Ochratoxin A (OTA), a toxin produced by Aspergillus ochraceus and Penicillium verrucosum, is one of the most abundant food-contaminating mycotoxins worldwide. OTA mainly exerts nephrotoxicity, immunotoxicity, mutagenicity, carcinogenicity, teratogenicity, and neurotoxicity. This paper describes a simple and sensitive aptamer/single-walled carbon nanohorn (SWCNH)-based assay for OTA detection. SWCNHs can protect DNA from DNase I cleavage. However, aptamers can be detached from the surface of SWCNHs through specific target binding, exposing them to enzymatic cleavage and releases the target for a new cycle.

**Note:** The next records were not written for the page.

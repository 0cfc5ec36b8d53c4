//! Bounded concurrent comment scraping across many videos.

mod allocation;

use std::collections::BTreeMap;
use std::sync::Arc;
use std::time::{Duration, Instant};

use async_trait::async_trait;
use bilirank_core::{cancellable, RawComment, TaskLimits, VideoItem};
use futures::stream::{self, StreamExt};
use tokio_util::sync::CancellationToken;

use crate::client::BilibiliClient;
use crate::error::BilibiliError;

pub use allocation::allocate_comments;

/// Anything that can list a video's comments. Implemented by
/// [`BilibiliClient`]; tests substitute an in-memory source.
#[async_trait]
pub trait CommentSource: Send + Sync {
    async fn video_comments(
        &self,
        bvid: &str,
        max: usize,
        fetch_replies: bool,
        delay: Duration,
    ) -> Result<Vec<RawComment>, BilibiliError>;
}

#[async_trait]
impl CommentSource for BilibiliClient {
    async fn video_comments(
        &self,
        bvid: &str,
        max: usize,
        fetch_replies: bool,
        delay: Duration,
    ) -> Result<Vec<RawComment>, BilibiliError> {
        self.get_video_comments(bvid, max, fetch_replies, delay)
            .await
    }
}

#[derive(Debug, Clone)]
pub struct ScraperConfig {
    pub max_videos: usize,
    /// Quota for videos missing from the allocation map.
    pub max_comments_per_video: usize,
    pub max_concurrency: usize,
    pub fetch_replies: bool,
    /// Pause between comment pages of one video.
    pub request_delay: Duration,
}

impl Default for ScraperConfig {
    fn default() -> Self {
        Self {
            max_videos: 50,
            max_comments_per_video: 500,
            max_concurrency: 5,
            fetch_replies: true,
            request_delay: Duration::from_millis(200),
        }
    }
}

impl ScraperConfig {
    #[must_use]
    pub fn from_limits(limits: &TaskLimits) -> Self {
        Self {
            max_comments_per_video: limits.max_comments_per_video,
            max_concurrency: limits.max_concurrency.max(1),
            request_delay: Duration::from_millis(limits.request_delay_ms),
            ..Self::default()
        }
    }
}

/// Reported after every finished video, success or failure.
#[derive(Debug, Clone, PartialEq, Eq)]
pub struct ScrapeProgress {
    pub completed: usize,
    pub total: usize,
    pub message: String,
}

#[derive(Debug, Clone, Default)]
pub struct ScrapeStats {
    /// Videos whose comments were fetched successfully.
    pub total_videos: usize,
    pub total_comments: usize,
    pub total_replies: usize,
    pub duration: Duration,
    pub errors: Vec<String>,
}

#[derive(Debug, Clone, Default)]
pub struct ScrapeResult {
    /// Input videos, in input order.
    pub videos: Vec<VideoItem>,
    /// Comments per bvid, in API order within each video.
    pub comments: BTreeMap<String, Vec<RawComment>>,
    pub stats: ScrapeStats,
    /// Set when cancellation stopped the run before every video finished.
    pub cancelled: bool,
}

pub struct Scraper<S> {
    source: Arc<S>,
    config: ScraperConfig,
}

impl<S: CommentSource> Scraper<S> {
    #[must_use]
    pub fn new(source: Arc<S>, config: ScraperConfig) -> Self {
        Self { source, config }
    }

    #[must_use]
    pub fn config(&self) -> &ScraperConfig {
        &self.config
    }

    /// Fetches comments for up to `max_videos` of `videos` with at most
    /// `max_concurrency` in flight.
    ///
    /// Each video's quota comes from `allocation`, falling back to
    /// `max_comments_per_video`. A failing video is recorded in
    /// `stats.errors` and does not affect the others. Once `cancel` fires no
    /// further videos start and in-flight fetches are dropped; whatever
    /// completed is returned.
    pub async fn scrape_videos<F>(
        &self,
        videos: &[VideoItem],
        allocation: &BTreeMap<String, usize>,
        cancel: &CancellationToken,
        mut on_progress: F,
    ) -> ScrapeResult
    where
        F: FnMut(ScrapeProgress),
    {
        let started = Instant::now();
        let videos: Vec<VideoItem> = videos
            .iter()
            .take(self.config.max_videos)
            .cloned()
            .collect();
        let total = videos.len();
        let mut result = ScrapeResult {
            videos: videos.clone(),
            ..ScrapeResult::default()
        };
        if total == 0 {
            return result;
        }

        let concurrency = self.config.max_concurrency.max(1);
        tracing::info!(videos = total, concurrency, "scraping comments");

        let fetches: Vec<_> = videos
            .iter()
            .map(|video| {
                let quota = allocation
                    .get(&video.bvid)
                    .copied()
                    .unwrap_or(self.config.max_comments_per_video);
                let source = Arc::clone(&self.source);
                async move {
                    if cancel.is_cancelled() {
                        return (video, None);
                    }
                    let fetch = source.video_comments(
                        &video.bvid,
                        quota,
                        self.config.fetch_replies,
                        self.config.request_delay,
                    );
                    (video, cancellable(cancel, fetch).await)
                }
            })
            .collect();
        let mut outcomes = stream::iter(fetches).buffer_unordered(concurrency);

        let mut completed = 0usize;
        let mut skipped = 0usize;
        while let Some((video, outcome)) = outcomes.next().await {
            let Some(outcome) = outcome else {
                skipped += 1;
                continue;
            };
            completed += 1;
            match outcome {
                Ok(comments) => {
                    let replies: usize = comments.iter().map(|c| c.replies.len()).sum();
                    result.stats.total_videos += 1;
                    result.stats.total_comments += comments.len();
                    result.stats.total_replies += replies;
                    tracing::debug!(bvid = %video.bvid, comments = comments.len(), replies, "video scraped");
                    result.comments.insert(video.bvid.clone(), comments);
                }
                Err(e) => {
                    tracing::warn!(bvid = %video.bvid, error = %e, "video scrape failed");
                    result
                        .stats
                        .errors
                        .push(format!("video {} failed: {e}", video.bvid));
                }
            }
            on_progress(ScrapeProgress {
                completed,
                total,
                message: format!(
                    "已抓取 {completed}/{total} 个视频，共 {} 条评论",
                    result.stats.total_comments
                ),
            });
        }

        if skipped > 0 {
            result.cancelled = true;
            tracing::info!(skipped, completed, "scrape cancelled");
        }
        result.stats.duration = started.elapsed();
        tracing::info!(
            videos = result.stats.total_videos,
            comments = result.stats.total_comments,
            replies = result.stats.total_replies,
            errors = result.stats.errors.len(),
            elapsed_ms = u64::try_from(result.stats.duration.as_millis()).unwrap_or(u64::MAX),
            "scrape finished"
        );
        result
    }
}

#[cfg(test)]
mod tests {
    use std::collections::HashSet;
    use std::sync::atomic::{AtomicUsize, Ordering};
    use std::sync::Mutex;

    use super::*;

    /// Serves `per_video` synthetic comments, failing for bvids in `failing`.
    #[derive(Default)]
    struct FakeSource {
        failing: HashSet<String>,
        per_video: usize,
        latency: Duration,
        in_flight: AtomicUsize,
        max_in_flight: AtomicUsize,
        requested: Mutex<Vec<(String, usize)>>,
    }

    #[async_trait]
    impl CommentSource for FakeSource {
        async fn video_comments(
            &self,
            bvid: &str,
            max: usize,
            _fetch_replies: bool,
            _delay: Duration,
        ) -> Result<Vec<RawComment>, BilibiliError> {
            let now = self.in_flight.fetch_add(1, Ordering::SeqCst) + 1;
            self.max_in_flight.fetch_max(now, Ordering::SeqCst);
            self.requested
                .lock()
                .unwrap()
                .push((bvid.to_string(), max));
            tokio::time::sleep(self.latency).await;
            self.in_flight.fetch_sub(1, Ordering::SeqCst);

            if self.failing.contains(bvid) {
                return Err(BilibiliError::Api {
                    code: -404,
                    message: "啥都木有".to_string(),
                });
            }
            Ok((0..self.per_video.min(max))
                .map(|i| RawComment {
                    rpid: i64::try_from(i).unwrap(),
                    video_bvid: bvid.to_string(),
                    content: format!("comment {i}"),
                    replies: vec![RawComment::default()],
                    ..RawComment::default()
                })
                .collect())
        }
    }

    fn videos(n: usize) -> Vec<VideoItem> {
        (0..n)
            .map(|i| VideoItem {
                bvid: format!("BV{i:02}"),
                ..VideoItem::default()
            })
            .collect()
    }

    fn config(max_concurrency: usize) -> ScraperConfig {
        ScraperConfig {
            max_concurrency,
            request_delay: Duration::ZERO,
            ..ScraperConfig::default()
        }
    }

    #[tokio::test]
    async fn never_exceeds_max_concurrency() {
        let source = Arc::new(FakeSource {
            per_video: 3,
            latency: Duration::from_millis(20),
            ..FakeSource::default()
        });
        let scraper = Scraper::new(Arc::clone(&source), config(3));
        let result = scraper
            .scrape_videos(&videos(12), &BTreeMap::new(), &CancellationToken::new(), |_| {})
            .await;

        assert_eq!(result.stats.total_videos, 12);
        assert_eq!(result.stats.total_comments, 36);
        assert_eq!(result.stats.total_replies, 36);
        let peak = source.max_in_flight.load(Ordering::SeqCst);
        assert!(peak <= 3, "peak in-flight was {peak}");
        assert!(peak >= 2, "expected parallelism, peak was {peak}");
    }

    #[tokio::test]
    async fn failures_are_isolated_and_recorded() {
        let source = Arc::new(FakeSource {
            per_video: 2,
            failing: HashSet::from(["BV01".to_string()]),
            ..FakeSource::default()
        });
        let scraper = Scraper::new(source, config(2));
        let mut progress = Vec::new();
        let result = scraper
            .scrape_videos(&videos(3), &BTreeMap::new(), &CancellationToken::new(), |p| {
                progress.push(p);
            })
            .await;

        assert_eq!(result.stats.total_videos, 2);
        assert_eq!(result.stats.errors.len(), 1);
        assert!(result.stats.errors[0].starts_with("video BV01 failed:"));
        assert!(!result.comments.contains_key("BV01"));
        assert_eq!(progress.len(), 3);
        assert_eq!(progress.last().map(|p| p.completed), Some(3));
        assert!(progress.iter().all(|p| p.total == 3));
    }

    #[tokio::test]
    async fn allocation_sets_per_video_quota() {
        let source = Arc::new(FakeSource {
            per_video: 100,
            ..FakeSource::default()
        });
        let scraper = Scraper::new(Arc::clone(&source), config(1));
        let allocation = BTreeMap::from([("BV00".to_string(), 7)]);
        let result = scraper
            .scrape_videos(&videos(2), &allocation, &CancellationToken::new(), |_| {})
            .await;

        assert_eq!(result.comments["BV00"].len(), 7);
        // BV01 falls back to max_comments_per_video (500), capped by the source.
        assert_eq!(result.comments["BV01"].len(), 100);
        let requested = source.requested.lock().unwrap().clone();
        assert!(requested.contains(&("BV01".to_string(), 500)));
    }

    #[tokio::test]
    async fn videos_beyond_max_videos_are_ignored() {
        let source = Arc::new(FakeSource {
            per_video: 1,
            ..FakeSource::default()
        });
        let scraper = Scraper::new(
            source,
            ScraperConfig {
                max_videos: 2,
                ..config(4)
            },
        );
        let result = scraper
            .scrape_videos(&videos(5), &BTreeMap::new(), &CancellationToken::new(), |_| {})
            .await;
        assert_eq!(result.videos.len(), 2);
        assert_eq!(result.comments.len(), 2);
    }

    #[tokio::test]
    async fn cancelled_token_starts_nothing() {
        let source = Arc::new(FakeSource {
            per_video: 1,
            ..FakeSource::default()
        });
        let scraper = Scraper::new(Arc::clone(&source), config(2));
        let cancel = CancellationToken::new();
        cancel.cancel();
        let result = scraper
            .scrape_videos(&videos(4), &BTreeMap::new(), &cancel, |_| {})
            .await;

        assert!(result.cancelled);
        assert!(result.comments.is_empty());
        assert!(source.requested.lock().unwrap().is_empty());
    }

    #[tokio::test]
    async fn cancellation_mid_run_keeps_completed_work() {
        let source = Arc::new(FakeSource {
            per_video: 1,
            latency: Duration::from_millis(30),
            ..FakeSource::default()
        });
        let scraper = Scraper::new(Arc::clone(&source), config(1));
        let cancel = CancellationToken::new();
        let trigger = cancel.clone();
        let result = scraper
            .scrape_videos(&videos(6), &BTreeMap::new(), &cancel, move |p| {
                if p.completed == 2 {
                    trigger.cancel();
                }
            })
            .await;

        assert!(result.cancelled);
        assert_eq!(result.comments.len(), 2);
        assert_eq!(result.stats.total_videos, 2);
    }
}
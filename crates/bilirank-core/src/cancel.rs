use std::future::Future;

use tokio_util::sync::CancellationToken;

/// Races `fut` against `token`.
///
/// Returns `None` if the token fired first; the future is dropped.
pub async fn cancellable<F, T>(token: &CancellationToken, fut: F) -> Option<T>
where
    F: Future<Output = T>,
{
    tokio::select! {
        biased;
        () = token.cancelled() => None,
        out = fut => Some(out),
    }
}
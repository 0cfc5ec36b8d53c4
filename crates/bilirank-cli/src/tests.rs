use std::collections::HashMap;
use std::env::VarError;

use super::*;
use crate::analyze::{build_request, parse_dimension};

fn config(vars: &[(&str, &str)]) -> bilirank_core::AppConfig {
    let vars: HashMap<String, String> = vars
        .iter()
        .map(|(k, v)| ((*k).to_string(), (*v).to_string()))
        .collect();
    bilirank_core::build_app_config(|key| vars.get(key).cloned().ok_or(VarError::NotPresent))
        .expect("config should build")
}

#[test]
fn parses_db_ping_command() {
    let cli = Cli::try_parse_from(["bilirank", "db", "ping"]).expect("expected valid cli args");

    assert!(matches!(
        cli.command,
        Some(Commands::Db {
            command: DbCommands::Ping
        })
    ));
}

#[test]
fn parses_db_migrate_command() {
    let cli = Cli::try_parse_from(["bilirank", "db", "migrate"]).expect("expected valid cli args");

    assert!(matches!(
        cli.command,
        Some(Commands::Db {
            command: DbCommands::Migrate
        })
    ));
}

#[test]
fn no_command_is_none() {
    let cli = Cli::try_parse_from(["bilirank"]).expect("expected valid cli args");
    assert!(cli.command.is_none());
}

#[test]
fn parses_bvid_decode() {
    let cli = Cli::try_parse_from(["bilirank", "bvid", "decode", "BV17x411w7KC"]).unwrap();
    match cli.command {
        Some(Commands::Bvid {
            command: BvidCommands::Decode { bvid },
        }) => assert_eq!(bvid, "BV17x411w7KC"),
        other => panic!("expected bvid decode, got: {other:?}"),
    }
}

#[test]
fn bvid_encode_rejects_non_numeric_aid() {
    let result = Cli::try_parse_from(["bilirank", "bvid", "encode", "abc"]);
    assert!(result.is_err());
}

#[test]
fn parses_tasks_purge_with_override() {
    let cli = Cli::try_parse_from(["bilirank", "tasks", "purge", "--days", "7"]).unwrap();
    assert!(matches!(
        cli.command,
        Some(Commands::Tasks {
            command: TaskCommands::Purge { days: Some(7) }
        })
    ));
}

#[test]
fn parses_tasks_purge_default() {
    let cli = Cli::try_parse_from(["bilirank", "tasks", "purge"]).unwrap();
    assert!(matches!(
        cli.command,
        Some(Commands::Tasks {
            command: TaskCommands::Purge { days: None }
        })
    ));
}

#[test]
fn parses_daemon() {
    let cli = Cli::try_parse_from(["bilirank", "daemon"]).unwrap();
    assert!(matches!(cli.command, Some(Commands::Daemon)));
}

#[test]
fn analyze_collects_repeated_flags() {
    let cli = Cli::try_parse_from([
        "bilirank",
        "analyze",
        "--category",
        "吸尘器",
        "--keyword",
        "吸尘器 推荐",
        "--keyword",
        "无线吸尘器",
        "--brand",
        "戴森",
        "--dimension",
        "吸力:清洁能力",
        "--dimension",
        "续航",
        "--max-comments",
        "300",
    ])
    .unwrap();

    let Some(Commands::Analyze(args)) = cli.command else {
        panic!("expected analyze command");
    };
    assert_eq!(args.keywords, vec!["吸尘器 推荐", "无线吸尘器"]);
    assert_eq!(args.brands, vec!["戴森"]);
    assert_eq!(args.dimensions[0].name, "吸力");
    assert_eq!(args.dimensions[0].description, "清洁能力");
    assert_eq!(args.dimensions[1].description, "");
    assert_eq!(args.max_comments, Some(300));
    assert!(!args.persist);
}

#[test]
fn analyze_requires_keyword_and_dimension() {
    let result = Cli::try_parse_from(["bilirank", "analyze", "--category", "耳机"]);
    assert!(result.is_err());
}

#[test]
fn dimension_accepts_full_width_colon() {
    let dim = parse_dimension("降噪：降噪效果").unwrap();
    assert_eq!(dim.name, "降噪");
    assert_eq!(dim.description, "降噪效果");
    assert!(parse_dimension(":描述").is_err());
}

#[test]
fn request_takes_limits_from_config_and_flags() {
    let config = config(&[("BILIRANK_MAX_COMMENTS", "800"), ("BILIRANK_MAX_CONCURRENCY", "3")]);
    let cli = Cli::try_parse_from([
        "bilirank",
        "analyze",
        "--category",
        "耳机",
        "--keyword",
        "降噪耳机",
        "--dimension",
        "降噪",
        "--months",
        "6",
    ])
    .unwrap();
    let Some(Commands::Analyze(args)) = cli.command else {
        panic!("expected analyze command");
    };

    let request = build_request(&config, &args);
    assert_eq!(request.limits.max_comments, 800);
    assert_eq!(request.limits.max_concurrency, 3);
    assert_eq!(request.limits.video_date_range_months, 6);
    assert_eq!(request.category, "耳机");
}

#[test]
fn stale_threshold_comes_from_config() {
    let config = config(&[("BILIRANK_TASK_STALE_SECS", "120")]);
    assert_eq!(
        tasks::stale_after(&config).unwrap(),
        chrono::Duration::seconds(120)
    );
}
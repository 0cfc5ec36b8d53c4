//! Database operations for `analysis_tasks`.
//!
//! Stage changes are guarded in the `WHERE` clause so a finished task can never
//! be reopened and a stage can never move backwards, even with two writers.

use bilirank_core::{TaskRecord, TaskRequest, TaskStage};
use chrono::{DateTime, Utc};
use sqlx::PgPool;

use crate::DbError;

const TASK_COLUMNS: &str = "task_id, request, stage, progress, message, heartbeat_at, \
                            report_id, error_message, created_at, updated_at";

/// A row from the `analysis_tasks` table.
#[derive(Debug, Clone, sqlx::FromRow)]
pub struct TaskRow {
    pub task_id: String,
    pub request: serde_json::Value,
    pub stage: String,
    pub progress: i16,
    pub message: String,
    pub heartbeat_at: Option<DateTime<Utc>>,
    pub report_id: Option<i64>,
    pub error_message: Option<String>,
    pub created_at: DateTime<Utc>,
    pub updated_at: DateTime<Utc>,
}

impl TaskRow {
    /// Decodes the stored request JSON and stage into a [`TaskRecord`].
    ///
    /// # Errors
    ///
    /// Returns [`DbError::InvalidRow`] for an unknown stage or out-of-range
    /// progress, and [`DbError::Serialize`] if the request JSON no longer
    /// matches [`TaskRequest`].
    pub fn into_record(self) -> Result<TaskRecord, DbError> {
        let stage = self
            .stage
            .parse::<TaskStage>()
            .map_err(|e| DbError::InvalidRow(e.to_string()))?;
        let progress = u8::try_from(self.progress)
            .map_err(|_| DbError::InvalidRow(format!("progress {} out of range", self.progress)))?;
        let request: TaskRequest = serde_json::from_value(self.request)?;
        Ok(TaskRecord {
            task_id: self.task_id,
            request,
            stage,
            progress,
            message: self.message,
            heartbeat_at: self.heartbeat_at,
            report_id: self.report_id,
            error_message: self.error_message,
            created_at: self.created_at,
        })
    }
}

const ACTIVE_GUARD: &str = "stage NOT IN ('completed', 'failed')";

/// Inserts a new task record.
///
/// # Errors
///
/// Returns [`DbError::Serialize`] if the request cannot be encoded, or
/// [`DbError::Sqlx`] if the insert fails (including a duplicate `task_id`).
pub async fn insert_task(pool: &PgPool, record: &TaskRecord) -> Result<TaskRow, DbError> {
    let request = serde_json::to_value(&record.request)?;
    let sql = format!(
        "INSERT INTO analysis_tasks \
             (task_id, request, stage, progress, message, heartbeat_at, created_at) \
         VALUES ($1, $2, $3, $4, $5, $6, $7) \
         RETURNING {TASK_COLUMNS}"
    );
    let row = sqlx::query_as::<_, TaskRow>(&sql)
        .bind(&record.task_id)
        .bind(request)
        .bind(record.stage.as_str())
        .bind(i16::from(record.progress))
        .bind(&record.message)
        .bind(record.heartbeat_at)
        .bind(record.created_at)
        .fetch_one(pool)
        .await?;
    Ok(row)
}

/// Records stage, progress and message, and refreshes the heartbeat.
///
/// Progress never decreases: the stored value is the max of old and new.
///
/// # Errors
///
/// Returns [`DbError::InvalidTaskTransition`] if the task does not exist, is
/// terminal, or is already past `stage`.
pub async fn update_task_progress(
    pool: &PgPool,
    task_id: &str,
    stage: TaskStage,
    progress: u8,
    message: &str,
) -> Result<(), DbError> {
    let allowed_from: Vec<String> = [
        TaskStage::Searching,
        TaskStage::Scraping,
        TaskStage::Analyzing,
        TaskStage::Generating,
    ]
    .into_iter()
    .filter(|from| from.can_transition_to(stage))
    .map(|from| from.as_str().to_string())
    .collect();

    let result = sqlx::query(
        "UPDATE analysis_tasks \
         SET stage = $2, progress = GREATEST(progress, $3), message = $4, \
             heartbeat_at = NOW(), updated_at = NOW() \
         WHERE task_id = $1 AND stage = ANY($5)",
    )
    .bind(task_id)
    .bind(stage.as_str())
    .bind(i16::from(progress.min(100)))
    .bind(message)
    .bind(allowed_from)
    .execute(pool)
    .await?;

    if result.rows_affected() == 0 {
        return Err(DbError::InvalidTaskTransition {
            task_id: task_id.to_string(),
            to: stage,
        });
    }
    Ok(())
}

/// Marks an active task `completed` at 100% with its report reference.
///
/// # Errors
///
/// Returns [`DbError::InvalidTaskTransition`] if the task is missing or
/// already terminal.
pub async fn complete_task(
    pool: &PgPool,
    task_id: &str,
    report_id: Option<i64>,
    message: &str,
) -> Result<(), DbError> {
    let sql = format!(
        "UPDATE analysis_tasks \
         SET stage = 'completed', progress = 100, message = $2, report_id = $3, \
             heartbeat_at = NOW(), updated_at = NOW() \
         WHERE task_id = $1 AND {ACTIVE_GUARD}"
    );
    let result = sqlx::query(&sql)
        .bind(task_id)
        .bind(message)
        .bind(report_id)
        .execute(pool)
        .await?;

    if result.rows_affected() == 0 {
        return Err(DbError::InvalidTaskTransition {
            task_id: task_id.to_string(),
            to: TaskStage::Completed,
        });
    }
    Ok(())
}

/// Marks an active task `failed` and stores the error message.
///
/// # Errors
///
/// Returns [`DbError::InvalidTaskTransition`] if the task is missing or
/// already terminal.
pub async fn fail_task(pool: &PgPool, task_id: &str, error_message: &str) -> Result<(), DbError> {
    let sql = format!(
        "UPDATE analysis_tasks \
         SET stage = 'failed', error_message = $2, updated_at = NOW() \
         WHERE task_id = $1 AND {ACTIVE_GUARD}"
    );
    let result = sqlx::query(&sql)
        .bind(task_id)
        .bind(error_message)
        .execute(pool)
        .await?;

    if result.rows_affected() == 0 {
        return Err(DbError::InvalidTaskTransition {
            task_id: task_id.to_string(),
            to: TaskStage::Failed,
        });
    }
    Ok(())
}

/// Sets `heartbeat_at = NOW()` on an active task.
///
/// # Errors
///
/// Returns [`DbError::NotFound`] if no active task has this id.
pub async fn touch_task_heartbeat(pool: &PgPool, task_id: &str) -> Result<(), DbError> {
    let sql = format!(
        "UPDATE analysis_tasks SET heartbeat_at = NOW(), updated_at = NOW() \
         WHERE task_id = $1 AND {ACTIVE_GUARD}"
    );
    let result = sqlx::query(&sql).bind(task_id).execute(pool).await?;
    if result.rows_affected() == 0 {
        return Err(DbError::NotFound);
    }
    Ok(())
}

/// Fetches a task by id.
///
/// # Errors
///
/// Returns [`DbError::NotFound`] if the task does not exist.
pub async fn get_task(pool: &PgPool, task_id: &str) -> Result<TaskRow, DbError> {
    let sql = format!("SELECT {TASK_COLUMNS} FROM analysis_tasks WHERE task_id = $1");
    sqlx::query_as::<_, TaskRow>(&sql)
        .bind(task_id)
        .fetch_optional(pool)
        .await?
        .ok_or(DbError::NotFound)
}

/// All tasks not yet `completed` or `failed`, oldest first.
///
/// # Errors
///
/// Returns [`DbError::Sqlx`] if the query fails.
pub async fn list_active_tasks(pool: &PgPool) -> Result<Vec<TaskRow>, DbError> {
    let sql = format!(
        "SELECT {TASK_COLUMNS} FROM analysis_tasks \
         WHERE {ACTIVE_GUARD} \
         ORDER BY created_at ASC, task_id ASC"
    );
    let rows = sqlx::query_as::<_, TaskRow>(&sql).fetch_all(pool).await?;
    Ok(rows)
}

/// Fails every active task whose heartbeat is older than `cutoff`.
///
/// Tasks without a heartbeat are left alone. Returns the ids that were failed.
///
/// # Errors
///
/// Returns [`DbError::Sqlx`] if the update fails.
pub async fn fail_stale_tasks(
    pool: &PgPool,
    cutoff: DateTime<Utc>,
    error_message: &str,
) -> Result<Vec<String>, DbError> {
    let sql = format!(
        "UPDATE analysis_tasks \
         SET stage = 'failed', error_message = $2, updated_at = NOW() \
         WHERE {ACTIVE_GUARD} AND heartbeat_at < $1 \
         RETURNING task_id"
    );
    let ids = sqlx::query_scalar::<_, String>(&sql)
        .bind(cutoff)
        .bind(error_message)
        .fetch_all(pool)
        .await?;
    Ok(ids)
}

Cycling of targets leads to significant signal amplification and low limit of detection (LOD), resulting in a nearly 20-fold reduction in LOD for OTA assay compared with non-target recycling under the same experimental parameters. This technique responded specifically to OTA without interference from other analogues (Ochratoxin B, Ochratoxin C, warfarin, and N-acetyl-l-phenylalanine). Moreover, the application of this technique in real sample has been verified using red wine samples spiked with a series of OTA concentrations. This aptasensor offers a great practical importance in food safety and can be widely extended for detection of other toxins by replacing the sequence of the recognition aptamer.